About this exercise | Go through the entries below from the first line and output each one exactly, up to and including the line with "#[derive(Debug, Clone, Serialize, FromRow)]".

(Collected data)
================================

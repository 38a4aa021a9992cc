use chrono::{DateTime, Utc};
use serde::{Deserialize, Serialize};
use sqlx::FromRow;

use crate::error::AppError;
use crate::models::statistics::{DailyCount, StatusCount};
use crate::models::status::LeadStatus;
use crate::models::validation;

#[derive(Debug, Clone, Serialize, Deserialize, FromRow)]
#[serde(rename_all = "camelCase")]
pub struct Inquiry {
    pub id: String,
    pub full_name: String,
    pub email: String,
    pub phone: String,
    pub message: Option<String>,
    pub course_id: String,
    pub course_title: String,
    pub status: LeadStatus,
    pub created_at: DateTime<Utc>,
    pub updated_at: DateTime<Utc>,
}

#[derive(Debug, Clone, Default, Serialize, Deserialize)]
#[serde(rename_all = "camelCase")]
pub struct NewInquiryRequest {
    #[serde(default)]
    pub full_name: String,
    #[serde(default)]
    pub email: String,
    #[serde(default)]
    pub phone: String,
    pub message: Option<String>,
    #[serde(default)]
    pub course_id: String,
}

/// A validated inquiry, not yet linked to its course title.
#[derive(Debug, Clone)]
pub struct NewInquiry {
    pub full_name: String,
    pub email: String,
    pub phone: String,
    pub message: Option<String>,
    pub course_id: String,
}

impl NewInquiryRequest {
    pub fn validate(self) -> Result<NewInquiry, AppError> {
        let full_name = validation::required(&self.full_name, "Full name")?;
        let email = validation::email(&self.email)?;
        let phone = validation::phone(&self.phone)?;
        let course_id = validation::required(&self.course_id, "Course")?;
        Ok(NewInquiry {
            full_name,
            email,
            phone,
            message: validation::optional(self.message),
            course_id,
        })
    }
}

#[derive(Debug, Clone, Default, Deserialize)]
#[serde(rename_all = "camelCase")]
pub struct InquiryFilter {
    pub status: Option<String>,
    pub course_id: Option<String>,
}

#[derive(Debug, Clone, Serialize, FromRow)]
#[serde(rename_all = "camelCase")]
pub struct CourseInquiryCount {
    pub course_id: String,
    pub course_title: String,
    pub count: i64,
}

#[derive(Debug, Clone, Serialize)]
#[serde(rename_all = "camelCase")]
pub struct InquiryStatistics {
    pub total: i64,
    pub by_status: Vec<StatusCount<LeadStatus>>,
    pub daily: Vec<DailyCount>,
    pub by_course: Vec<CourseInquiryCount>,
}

================================

Task answer |
repository 38a4aa021a9992cc
use chrono::{DateTime, Utc};
use serde::{Deserialize, Serialize};
use sqlx::FromRow;

use crate::error::AppError;
use crate::models::statistics::{DailyCount, StatusCount};
use crate::models::status::LeadStatus;
use crate::models::validation;

#[derive(Debug, Clone, Serialize, Deserialize, FromRow)]
#[serde(rename_all = "camelCase")]
pub struct Inquiry {
    pub id: String,
    pub full_name: String,
    pub email: String,
    pub phone: String,
    pub message: Option<String>,
    pub course_id: String,
    pub course_title: String,
    pub status: LeadStatus,
    pub created_at: DateTime<Utc>,
    pub updated_at: DateTime<Utc>,
}

#[derive(Debug, Clone, Default, Serialize, Deserialize)]
#[serde(rename_all = "camelCase")]
pub struct NewInquiryRequest {
    #[serde(default)]
    pub full_name: String,
    #[serde(default)]
    pub email: String,
    #[serde(default)]
    pub phone: String,
    pub message: Option<String>,
    #[serde(default)]
    pub course_id: String,
}

/// A validated inquiry, not yet linked to its course title.
#[derive(Debug, Clone)]
pub struct NewInquiry {
    pub full_name: String,
    pub email: String,
    pub phone: String,
    pub message: Option<String>,
    pub course_id: String,
}

impl NewInquiryRequest {
    pub fn validate(self) -> Result<NewInquiry, AppError> {
        let full_name = validation::required(&self.full_name, "Full name")?;
        let email = validation::email(&self.email)?;
        let phone = validation::phone(&self.phone)?;
        let course_id = validation::required(&self.course_id, "Course")?;
        Ok(NewInquiry {
            full_name,
            email,
            phone,
            message: validation::optional(self.message),
            course_id,
        })
    }
}

#[derive(Debug, Clone, Default, Deserialize)]
#[serde(rename_all = "camelCase")]
pub struct InquiryFilter {
    pub status: Option<String>,
    pub course_id: Option<String>,
}

#[derive(Debug, Clone, Serialize, FromRow)]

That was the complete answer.